Indeed, the protection of witnesses from embarrassment or intimidation so extreme that it would traumatize them or render them unable to testify is a state interest sufficiently weighty to justify partial or complete exclusion of the press and public.
Applying that language raises a thorny question: How relatively embarrassing, intimidating, or traumatizing is it to compel a veil-wearing Muslim to expose her face?
Says Volokh, running through circumstances that meet the minimum trauma threshold:
Classic examples are (to borrow from a list in another case), “to protect dignity of witness in rape trial,” “to protect witness with fear of testifying in public,” “to protect witness afraid of testifying,” “to protect witnesses from intimidation,” to protect child witnesses in rape trial from embarrassment,” “to protect witness and his family where safety threatened,” “to preserve confidentiality of undercover agents in narcotics case,” and “to protect from disclosure of trade secrets.”
So the question, under these cases, is whether a witness’s reluctance to testify in public for religious reasons should be treated analogously to a witness’s reluctance to testify for more commonly felt secular reasons (such as fear of retaliation or embarrassment related to testifying about sex crimes).
Volokh went on to solicit and publish reactions to the case from public-trial-clause experts. One noted, in part, “I’d question whether the trauma of removing a scarf for a jury is any different than doing so for the court spectators.”

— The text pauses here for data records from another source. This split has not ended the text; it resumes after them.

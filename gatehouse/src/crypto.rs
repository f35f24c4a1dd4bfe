//! Argon2id password hashing and verification.
//!
//! Hashes are serialized in the PHC-style form
//! `$argon2id$v=19$m=65536,t=1,p=4$<salt>$<hash>` with unpadded standard
//! base64 for the salt and hash segments. Parameters are fixed: there is no
//! per-hash negotiation, so the verification path never branches on policy.

use argon2::{Algorithm, Argon2, Params, Version};
use base64::engine::general_purpose::STANDARD_NO_PAD;
use base64::Engine;
use rand::rngs::OsRng;
use rand::RngCore;
use subtle::ConstantTimeEq;
use thiserror::Error;

/// Argon2id iteration count.
const ARGON_TIME: u32 = 1;
/// Argon2id memory cost in KiB (64 MiB).
const ARGON_MEMORY: u32 = 64 * 1024;
/// Argon2id lane count.
const ARGON_LANES: u32 = 4;
/// Derived key length in bytes.
const ARGON_KEY_LEN: usize = 32;
/// Salt length in bytes.
const SALT_LEN: usize = 16;

/// Password hashing errors
#[derive(Debug, Error)]
pub enum CryptoError {
    /// The stored hash string does not match the expected PHC form
    #[error("invalid argon2id hash format")]
    InvalidHash,

    /// The OS random source failed while drawing a salt
    #[error("failed to generate salt: {0}")]
    Rng(rand::Error),

    /// The Argon2id computation itself failed
    #[error("argon2 computation failed")]
    Hashing,
}

fn argon2() -> Result<Argon2<'static>, CryptoError> {
    let params = Params::new(ARGON_MEMORY, ARGON_TIME, ARGON_LANES, Some(ARGON_KEY_LEN))
        .map_err(|_| CryptoError::Hashing)?;
    Ok(Argon2::new(Algorithm::Argon2id, Version::V0x13, params))
}

/// Hash a password with a fresh 16-byte salt.
///
/// Deterministic in everything except the salt. Returns the PHC-style
/// serialized string.
///
/// # Errors
///
/// * `CryptoError::Rng` - OS random source failed
pub fn hash_password(password: &str) -> Result<String, CryptoError> {
    let mut salt = [0u8; SALT_LEN];
    OsRng.try_fill_bytes(&mut salt).map_err(CryptoError::Rng)?;

    let mut hash = [0u8; ARGON_KEY_LEN];
    argon2()?
        .hash_password_into(password.as_bytes(), &salt, &mut hash)
        .map_err(|_| CryptoError::Hashing)?;

    Ok(encode_hash(&salt, &hash))
}

/// Verify a password against a stored PHC-style hash.
///
/// Recomputes Argon2id with the embedded salt and compares the 32-byte
/// outputs in constant time, so a mismatch never short-circuits on the
/// first differing byte.
///
/// # Errors
///
/// * `CryptoError::InvalidHash` - stored hash is malformed
pub fn verify_password(password: &str, stored_hash: &str) -> Result<bool, CryptoError> {
    let (salt, expected) = decode_hash(stored_hash)?;

    let mut hash = [0u8; ARGON_KEY_LEN];
    argon2()?
        .hash_password_into(password.as_bytes(), &salt, &mut hash)
        .map_err(|_| CryptoError::Hashing)?;

    Ok(hash[..].ct_eq(&expected[..]).into())
}

fn encode_hash(salt: &[u8], hash: &[u8]) -> String {
    format!(
        "$argon2id$v={}$m={},t={},p={}${}${}",
        Version::V0x13 as u32,
        ARGON_MEMORY,
        ARGON_TIME,
        ARGON_LANES,
        STANDARD_NO_PAD.encode(salt),
        STANDARD_NO_PAD.encode(hash),
    )
}

fn decode_hash(encoded: &str) -> Result<([u8; SALT_LEN], [u8; ARGON_KEY_LEN]), CryptoError> {
    // Expected: ["", "argon2id", "v=19", "m=65536,t=1,p=4", "<salt>", "<hash>"]
    let parts: Vec<&str> = encoded.split('$').collect();
    if parts.len() != 6 {
        return Err(CryptoError::InvalidHash);
    }
    if parts[1] != "argon2id" {
        return Err(CryptoError::InvalidHash);
    }

    let salt_bytes = STANDARD_NO_PAD
        .decode(parts[4])
        .map_err(|_| CryptoError::InvalidHash)?;
    let hash_bytes = STANDARD_NO_PAD
        .decode(parts[5])
        .map_err(|_| CryptoError::InvalidHash)?;

    let salt: [u8; SALT_LEN] = salt_bytes
        .try_into()
        .map_err(|_| CryptoError::InvalidHash)?;
    let hash: [u8; ARGON_KEY_LEN] = hash_bytes
        .try_into()
        .map_err(|_| CryptoError::InvalidHash)?;

    Ok((salt, hash))
}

The ability of veil-wearing Muslims to cover their face is very likely to come before high courts in the United States and other Western countries as controversies like this one force trade-offs among different rights and state interests. And the cases could be numerous, as decisions may differ depending on whether the veil-wearing Muslim in question is a prosecution or defense witness, or a defendant, among other wrinkles.
“So what gives, confrontation, public trial or the right of a witness to exercise her religion?” Greenfield asked. “Which right would be best to sacrifice, since something has to go?” The coming years will bring thorny cases and new precedents.